For landscape designer and certified professional horticulturist Heidi Skievaski of Sublime Garden Design, an unsightly curtain drain that skirted a newly constructed high-bank waterfront home was a design challenge turned opportunity.
Because of the home’s location on a coastal bluff, the curtain drain was there to stay. Picture an 18-inch swath of drain rock marring the backyard and access to the property’s exceptional views. Skievaski transformed the curtain drain into a meandering dry-stream bed with boulders, river cobble in a variety of sizes, and native ferns and grasses.
“It ended up being a really nice feature; you’d never guess that it was a drain,” Skievaski said. “It’s simple, yet stunning.”
Curtain drain aside, the property was a blank slate. Two acres of the 6.5-acre property needed landscaping. According to Skievaski, the homeowners requested ample lawn space for kids and the family dog, an edible garden protected from deer, and a low-maintenance design featuring drought-tolerant native plants and modern, clean lines.

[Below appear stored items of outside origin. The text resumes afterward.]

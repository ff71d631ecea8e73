//! Lifecycle coordination.
//!
//! # Design Decisions
//! - One broadcast channel fans the shutdown signal out to every
//!   long-running task; tests use it to stop servers deterministically

pub mod shutdown;

pub use shutdown::Shutdown;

She focused on native plantings along the edges of the property to soften the transition from native landscape to designed landscape. She incorporated luecothoe, hellebores, ferns, nandina, pieris, Japanese maples, and viburnum. Closer to the home, she chose cephalotaxus and Little Lime hydrangeas. Boulders, many which were sourced from the property, interrupt straight lines and architectural pavers in order to add character and warmth to the space.
Skievaski says her goal when working with homeowners is to “create something my clients would create themselves, if they knew how.”